■ Collected data entries ■

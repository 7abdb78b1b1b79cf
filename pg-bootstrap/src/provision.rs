//! Idempotent database, role and privilege provisioning
//!
//! Every statement here is safe to re-run: the database and role are created
//! only when missing, the role password is always reset to the configured
//! value, and grants are no-ops when already present.

use crate::binaries::{Binaries, Invocation, Tool};
use crate::config::BootstrapConfig;
use crate::error::{BootstrapError, Result};
use tracing::{debug, info};

/// Dollar-quote tag for the role block. Configured values may not contain it.
pub const DOLLAR_TAG: &str = "$pg_bootstrap$";

const NOTICE_ROLE_CREATED: &str = "pg_bootstrap: role created";
const NOTICE_ROLE_RESET: &str = "pg_bootstrap: role password reset";

/// Quote an SQL identifier.
pub fn quote_ident(ident: &str) -> String {
    format!("\"{}\"", ident.replace('"', "\"\""))
}

/// Quote an SQL string literal (standard_conforming_strings on).
pub fn quote_literal(value: &str) -> String {
    format!("'{}'", value.replace('\'', "''"))
}

#[derive(Debug, Clone, Copy, PartialEq, Eq)]
pub enum DatabaseStatus {
    Created,
    AlreadyExists,
}

#[derive(Debug, Clone, Copy, PartialEq, Eq)]
pub enum RoleStatus {
    Created,
    PasswordReset,
}

/// What provisioning did on this run
#[derive(Debug, Clone, Copy, PartialEq, Eq)]
pub struct ProvisionReport {
    pub database: DatabaseStatus,
    pub role: RoleStatus,
}

/// Role upsert: create with LOGIN and password, or reset the password.
pub fn role_sql(user: &str, password: &str) -> String {
    let ident = quote_ident(user);
    let name = quote_literal(user);
    let pass = quote_literal(password);
    format!(
        r#"SET password_encryption = 'scram-sha-256';

DO {tag}
BEGIN
    IF NOT EXISTS (SELECT FROM pg_catalog.pg_roles WHERE rolname = {name}) THEN
        CREATE ROLE {ident} WITH LOGIN PASSWORD {pass};
        RAISE NOTICE '{created}';
    ELSE
        ALTER ROLE {ident} WITH LOGIN PASSWORD {pass};
        RAISE NOTICE '{reset}';
    END IF;
END
{tag};
"#,
        tag = DOLLAR_TAG,
        created = NOTICE_ROLE_CREATED,
        reset = NOTICE_ROLE_RESET,
    )
}

/// Schema and default privileges for `user`, run against `database`.
pub fn grants_sql(database: &str, schema: &str, user: &str) -> String {
    let db = quote_ident(database);
    let schema = quote_ident(schema);
    let user = quote_ident(user);

    let mut sql = String::new();
    sql.push_str(&format!("CREATE SCHEMA IF NOT EXISTS {schema};\n"));
    sql.push_str(&format!("GRANT ALL PRIVILEGES ON DATABASE {db} TO {user};\n"));
    sql.push_str(&format!("GRANT ALL ON SCHEMA {schema} TO {user};\n"));
    for object in ["TABLES", "SEQUENCES", "FUNCTIONS"] {
        sql.push_str(&format!(
            "GRANT ALL PRIVILEGES ON ALL {object} IN SCHEMA {schema} TO {user};\n"
        ));
    }
    for object in ["TABLES", "SEQUENCES", "FUNCTIONS", "TYPES"] {
        sql.push_str(&format!(
            "ALTER DEFAULT PRIVILEGES IN SCHEMA {schema} GRANT ALL ON {object} TO {user};\n"
        ));
    }
    sql
}

/// Which branch the role block took, from psql's notice output.
pub fn parse_role_status(output: &str) -> Option<RoleStatus> {
    if output.contains(NOTICE_ROLE_CREATED) {
        Some(RoleStatus::Created)
    } else if output.contains(NOTICE_ROLE_RESET) {
        Some(RoleStatus::PasswordReset)
    } else {
        None
    }
}

/// createdb's complaint about an existing database.
pub fn is_already_exists(stderr: &str) -> bool {
    stderr.contains("already exists")
}

/// Runs provisioning against a live server through psql/createdb
pub struct Provisioner<'a> {
    config: &'a BootstrapConfig,
    binaries: &'a Binaries,
}

impl<'a> Provisioner<'a> {
    pub fn new(config: &'a BootstrapConfig, binaries: &'a Binaries) -> Self {
        Self { config, binaries }
    }

    fn connection_args(&self) -> Vec<String> {
        vec![
            "-h".to_string(),
            self.config.socket_dir.to_string_lossy().into_owned(),
            "-p".to_string(),
            self.config.port.to_string(),
            "-U".to_string(),
            self.config.superuser.clone(),
        ]
    }

    fn psql(&self, database: &str) -> Invocation {
        self.binaries
            .invocation(Tool::Psql, self.config.run_as.as_deref())
            .args(["-X", "-q", "-v", "ON_ERROR_STOP=1"])
            .args(self.connection_args())
            .args(["-d", database])
    }

    /// Create the database unless it already exists.
    pub async fn ensure_database(&self) -> Result<DatabaseStatus> {
        let output = self
            .binaries
            .invocation(Tool::CreateDb, self.config.run_as.as_deref())
            .args(self.connection_args())
            .arg(self.config.database.clone())
            .run()
            .await?;

        if output.success {
            info!(database = %self.config.database, "Database created");
            Ok(DatabaseStatus::Created)
        } else if is_already_exists(&output.stderr) {
            info!(database = %self.config.database, "Database already exists");
            Ok(DatabaseStatus::AlreadyExists)
        } else {
            Err(BootstrapError::Provisioning(format!(
                "createdb {} failed (exit {}): {}",
                self.config.database,
                output.code_display(),
                output.stderr
            )))
        }
    }

    /// Create the role or reset its password to the configured one.
    pub async fn ensure_role(&self) -> Result<RoleStatus> {
        let output = self
            .psql("postgres")
            .run_with_input(&role_sql(&self.config.user, &self.config.password))
            .await?;

        if !output.success {
            return Err(BootstrapError::Provisioning(format!(
                "role {} (exit {}): {}",
                self.config.user,
                output.code_display(),
                output.stderr
            )));
        }

        let status = parse_role_status(&output.stderr)
            .or_else(|| parse_role_status(&output.stdout))
            .unwrap_or(RoleStatus::PasswordReset);
        match status {
            RoleStatus::Created => info!(role = %self.config.user, "Role created"),
            RoleStatus::PasswordReset => {
                info!(role = %self.config.user, "Role exists, password reset to configured value")
            }
        }
        Ok(status)
    }

    /// Apply schema and default privileges in one transaction.
    pub async fn grant_privileges(&self) -> Result<()> {
        let sql = grants_sql(&self.config.database, &self.config.schema, &self.config.user);
        debug!(sql = %sql, "Applying grants");

        let output = self
            .psql(&self.config.database)
            .arg("--single-transaction")
            .run_with_input(&sql)
            .await?;

        if output.success {
            info!(
                role = %self.config.user,
                schema = %self.config.schema,
                "Privileges granted"
            );
            Ok(())
        } else {
            Err(BootstrapError::Provisioning(format!(
                "grants on {}.{} (exit {}): {}",
                self.config.database,
                self.config.schema,
                output.code_display(),
                output.stderr
            )))
        }
    }

    /// Database, then role, then grants.
    pub async fn run(&self) -> Result<ProvisionReport> {
        let database = self.ensure_database().await?;
        let role = self.ensure_role().await?;
        self.grant_privileges().await?;
        Ok(ProvisionReport { database, role })
    }
}
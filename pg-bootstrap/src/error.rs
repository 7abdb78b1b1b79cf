//! Fatal bootstrap outcomes
//!
//! Anything that ends a run with exit status 1 is one of these. Transient
//! conditions (server still starting, object already exists) never become
//! errors.

use std::path::PathBuf;
use thiserror::Error;

#[derive(Error, Debug)]
pub enum BootstrapError {
    #[error("invalid configuration: {0}")]
    InvalidConfig(String),

    #[error("PostgreSQL binaries ({missing}) not found; searched: {searched}")]
    MissingBinaries { missing: String, searched: String },

    #[error("storage initialization failed: {0}")]
    StorageInitFailed(String),

    #[error("server process {pid} exited before accepting connections")]
    ServerExited { pid: u32 },

    #[error("server process {pid} still not accepting connections after {attempts} probes and a {grace_secs}s grace period")]
    NotReadyAfterGrace {
        pid: u32,
        attempts: u32,
        grace_secs: u64,
    },

    #[error("cannot inspect {path}: {source}")]
    DataDir {
        path: PathBuf,
        #[source]
        source: std::io::Error,
    },

    #[error("lock file {path}: {source}")]
    LockFile {
        path: PathBuf,
        #[source]
        source: std::io::Error,
    },

    #[error("provisioning failed: {0}")]
    Provisioning(String),

    #[error("failed to write {path}: {source}")]
    Artifacts {
        path: PathBuf,
        #[source]
        source: std::io::Error,
    },

    #[error(transparent)]
    Command(#[from] anyhow::Error),
}

impl BootstrapError {
    /// Phase name reported alongside failure events.
    pub fn phase(&self) -> &'static str {
        match self {
            Self::InvalidConfig(_) => "config",
            Self::MissingBinaries { .. } => "locate_binaries",
            Self::StorageInitFailed(_) => "init_storage",
            Self::ServerExited { .. } | Self::NotReadyAfterGrace { .. } => "await_ready",
            Self::DataDir { .. } => "inspect_data_dir",
            Self::LockFile { .. } => "reconcile_lock",
            Self::Provisioning(_) => "provision",
            Self::Artifacts { .. } => "write_artifacts",
            Self::Command(_) => "command",
        }
    }
}

pub type Result<T> = std::result::Result<T, BootstrapError>;
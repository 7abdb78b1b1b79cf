//! Local PostgreSQL bootstrapper
//!
//! Brings one PostgreSQL instance from an unknown state to ready and
//! provisioned, then records how to connect to it:
//! - binary discovery and configuration
//! - lock file reconciliation and storage initialization
//! - server start with bounded readiness polling
//! - idempotent database, role and grant provisioning
//! - connection artifacts for downstream tools

pub mod artifacts;
pub mod backoff;
pub mod binaries;
pub mod cluster;
pub mod config;
pub mod datadir;
pub mod error;
pub mod lock;
pub mod orchestrator;
pub mod probe;
pub mod provision;
pub mod stop;

pub use binaries::{Binaries, Tool};
pub use cluster::{Cluster, LocalCluster};
pub use config::BootstrapConfig;
pub use datadir::{DataDir, LockFile};
pub use error::BootstrapError;
pub use orchestrator::{Orchestrator, Outcome};
pub use stop::{stop_server, StopOutcome};

pub use common::{ConfigExt, Telemetry, TelemetryEvent};
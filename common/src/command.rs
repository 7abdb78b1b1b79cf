//! Command execution utilities
//!
//! Every PostgreSQL tool the bootstrapper touches is an external program,
//! so all invocations funnel through here for consistent logging and
//! error reporting.

use anyhow::{anyhow, Context, Result};
use std::process::Stdio;
use tokio::io::AsyncWriteExt;
use tokio::process::Command;
use tracing::{debug, instrument};

/// libpq settings that would redirect a tool away from its explicit flags.
pub const LIBPQ_ENV: [&str; 6] = [
    "PGHOST",
    "PGPORT",
    "PGUSER",
    "PGDATABASE",
    "PGSERVICE",
    "PGOPTIONS",
];

/// Keep the caller's libpq settings out of a child's environment.
pub fn clear_libpq_env(command: &mut Command) -> &mut Command {
    for var in LIBPQ_ENV {
        command.env_remove(var);
    }
    command
}

/// Result of a command execution.
#[derive(Debug, Clone, PartialEq, Eq)]
pub struct CommandOutput {
    pub stdout: String,
    pub stderr: String,
    pub success: bool,
    pub code: Option<i32>,
}

impl CommandOutput {
    /// Exit code rendered for messages; `signal` when the process was killed.
    pub fn code_display(&self) -> String {
        self.code
            .map(|c| c.to_string())
            .unwrap_or_else(|| "signal".to_string())
    }
}

/// Run a command and return its output.
///
/// Non-zero exit is not an error here. Use `run_checked` for that.
#[instrument(skip_all, fields(cmd = %cmd))]
pub async fn run<S: AsRef<str>>(cmd: &str, args: &[S]) -> Result<CommandOutput> {
    let args: Vec<&str> = args.iter().map(AsRef::as_ref).collect();
    debug!(args = ?args, "Running command");

    let output = clear_libpq_env(&mut Command::new(cmd))
        .args(&args)
        .stdin(Stdio::null())
        .output()
        .await
        .context(format!("Failed to execute {}", cmd))?;

    Ok(CommandOutput {
        stdout: String::from_utf8_lossy(&output.stdout).trim().to_string(),
        stderr: String::from_utf8_lossy(&output.stderr).trim().to_string(),
        success: output.status.success(),
        code: output.status.code(),
    })
}

/// Run a command, feeding `input` on stdin, and return its output.
///
/// Used for multi-statement SQL scripts so they never show up in `ps`.
#[instrument(skip_all, fields(cmd = %cmd))]
pub async fn run_with_input<S: AsRef<str>>(
    cmd: &str,
    args: &[S],
    input: &str,
) -> Result<CommandOutput> {
    let args: Vec<&str> = args.iter().map(AsRef::as_ref).collect();
    debug!(args = ?args, bytes = input.len(), "Running command with stdin");

    let mut child = clear_libpq_env(&mut Command::new(cmd))
        .args(&args)
        .stdin(Stdio::piped())
        .stdout(Stdio::piped())
        .stderr(Stdio::piped())
        .spawn()
        .context(format!("Failed to spawn {}", cmd))?;

    if let Some(mut stdin) = child.stdin.take() {
        stdin
            .write_all(input.as_bytes())
            .await
            .context(format!("Failed to write stdin of {}", cmd))?;
        // Closing stdin lets the tool see EOF and exit.
        drop(stdin);
    }

    let output = child
        .wait_with_output()
        .await
        .context(format!("Failed to wait for {}", cmd))?;

    Ok(CommandOutput {
        stdout: String::from_utf8_lossy(&output.stdout).trim().to_string(),
        stderr: String::from_utf8_lossy(&output.stderr).trim().to_string(),
        success: output.status.success(),
        code: output.status.code(),
    })
}

/// Run a command and return stdout if successful, error otherwise.
///
/// # Example
/// ```ignore
/// let version = run_checked("postgres", &["--version"]).await?;
/// ```
pub async fn run_checked<S: AsRef<str>>(cmd: &str, args: &[S]) -> Result<String> {
    let output = run(cmd, args).await?;
    if output.success {
        Ok(output.stdout)
    } else {
        Err(anyhow!(
            "{} failed (exit {}): {}",
            cmd,
            output.code_display(),
            output.stderr
        ))
    }
}

/// Run a command with sudo.
///
/// # Example
/// ```ignore
/// sudo(&["chown", "-R", "postgres", "/srv/pgdata"]).await?;
/// ```
pub async fn sudo<S: AsRef<str>>(args: &[S]) -> Result<String> {
    run_checked("sudo", args).await
}
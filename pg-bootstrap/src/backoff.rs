//! Bounded exponential backoff for readiness polling

use std::time::Duration;

/// Delay schedule: `initial`, doubling each step, capped at `max`, for
/// `attempts` steps.
#[derive(Debug, Clone, Copy, PartialEq, Eq)]
pub struct Backoff {
    pub initial: Duration,
    pub max: Duration,
    pub attempts: u32,
}

impl Backoff {
    pub fn new(initial: Duration, max: Duration, attempts: u32) -> Self {
        Self {
            initial,
            max,
            attempts,
        }
    }

    /// Schedule with no sleeping, for tests and dry runs.
    pub fn immediate(attempts: u32) -> Self {
        Self::new(Duration::ZERO, Duration::ZERO, attempts)
    }

    /// Delay to wait after the given zero-based attempt.
    pub fn delay(&self, attempt: u32) -> Duration {
        let factor = 1u32.checked_shl(attempt.min(31)).unwrap_or(u32::MAX);
        self.initial
            .checked_mul(factor)
            .unwrap_or(self.max)
            .min(self.max)
    }

    /// Iterate over every delay in the schedule.
    pub fn delays(&self) -> impl Iterator<Item = Duration> + '_ {
        (0..self.attempts).map(|attempt| self.delay(attempt))
    }
}
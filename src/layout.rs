//! Canonical paths of a scaffolded experiment tree.
//!
//! The directory names are the contract between this tool, the scaffolding
//! template and the downstream pipeline scripts, so they are fixed here in
//! one place.

use std::path::{Path, PathBuf};

use crate::error::{Error, Result};

#[derive(Debug)]
pub struct Layout {
    /// Experiment root (the working directory)
    pub experience: PathBuf,
    /// Parent directory holding all experiments of the project
    pub project: PathBuf,

    pub raw_data: PathBuf,
    pub rna: PathBuf,
    pub index_sorting: PathBuf,

    pub reference: PathBuf,
    pub experiment_reference: PathBuf,

    pub workflow: PathBuf,
    pub snakemake: PathBuf,
    pub airrflow: PathBuf,
}

impl Layout {
    pub fn new(working_dir: &Path) -> Self {
        let experience = working_dir.to_path_buf();
        let project = experience
            .parent()
            .map(|p| p.to_path_buf())
            .unwrap_or_else(|| PathBuf::from("."));
        let raw_data = experience.join("00_RawData");
        let reference = experience.join("01_Reference");
        let workflow = experience.join("04_Workflow");

        Layout {
            rna: raw_data.join("00_RNA"),
            index_sorting: raw_data.join("01_IndexSort"),
            experiment_reference: reference.join("00_Experiment"),
            snakemake: workflow.join("01_snakemake"),
            airrflow: workflow.join("02_airrflow"),
            experience,
            project,
            raw_data,
            reference,
            workflow,
        }
    }

    /// User-authored experiment configuration
    pub fn config_file(&self) -> PathBuf {
        self.reference.join("config_plateprep.yml")
    }

    pub fn ercc_concentration(&self) -> PathBuf {
        self.experiment_reference.join("ERCC_concentration.csv")
    }

    pub fn barcode_well(&self) -> PathBuf {
        self.experiment_reference.join("cell_barcode_well.csv")
    }

    /// Well-less barcode list, derived from `cell_barcode_well.csv`
    pub fn barcode_list(&self) -> PathBuf {
        self.experiment_reference.join("cell_barcode.txt")
    }

    /// Destination of the experiment reference document
    pub fn gsf_destination(&self, gsf_source: &Path) -> PathBuf {
        let name = gsf_source.file_name().unwrap_or_default();
        self.experiment_reference.join(name)
    }

    pub fn samplesheet(&self) -> PathBuf {
        self.airrflow.join("samplesheet.tsv")
    }

    pub fn analysis_params(&self) -> PathBuf {
        self.experience
            .join("03_Script/01_PlatePrep/03_QC/analysisParams.R")
    }

    pub fn project_params(&self) -> PathBuf {
        self.experience.join("03_Script/01_PlatePrep/projectParams.R")
    }

    pub fn snakefile(&self) -> PathBuf {
        self.snakemake.join("snakefile.yaml")
    }
}

/// Asserts that every file the scaffolding was supposed to produce actually
/// exists. Offenders are collected so one run reports them all.
pub fn check_artifacts(expected: &[PathBuf]) -> Result<()> {
    let missing: Vec<PathBuf> = expected
        .iter()
        .filter(|p| !p.is_file())
        .cloned()
        .collect();

    if missing.is_empty() {
        Ok(())
    } else {
        Err(Error::MissingArtifacts(missing))
    }
}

■ ASSIGNED TASK ■
Copy range, inclusive: the line holding "PRIVILEGES ON ALL" to the line holding "Some(RoleStatus::Created)". Reproduce exactly those lines of the records above and no others.

■ SOLUTION TO THE EXERCISE ■
            "GRANT ALL PRIVILEGES ON ALL {object} IN SCHEMA {schema} TO {user};\n"
        ));
    }
    for object in ["TABLES", "SEQUENCES", "FUNCTIONS", "TYPES"] {
        sql.push_str(&format!(
            "ALTER DEFAULT PRIVILEGES IN SCHEMA {schema} GRANT ALL ON {object} TO {user};\n"
        ));
    }
    sql
}

/// Which branch the role block took, from psql's notice output.
pub fn parse_role_status(output: &str) -> Option<RoleStatus> {
    if output.contains(NOTICE_ROLE_CREATED) {
        Some(RoleStatus::Created)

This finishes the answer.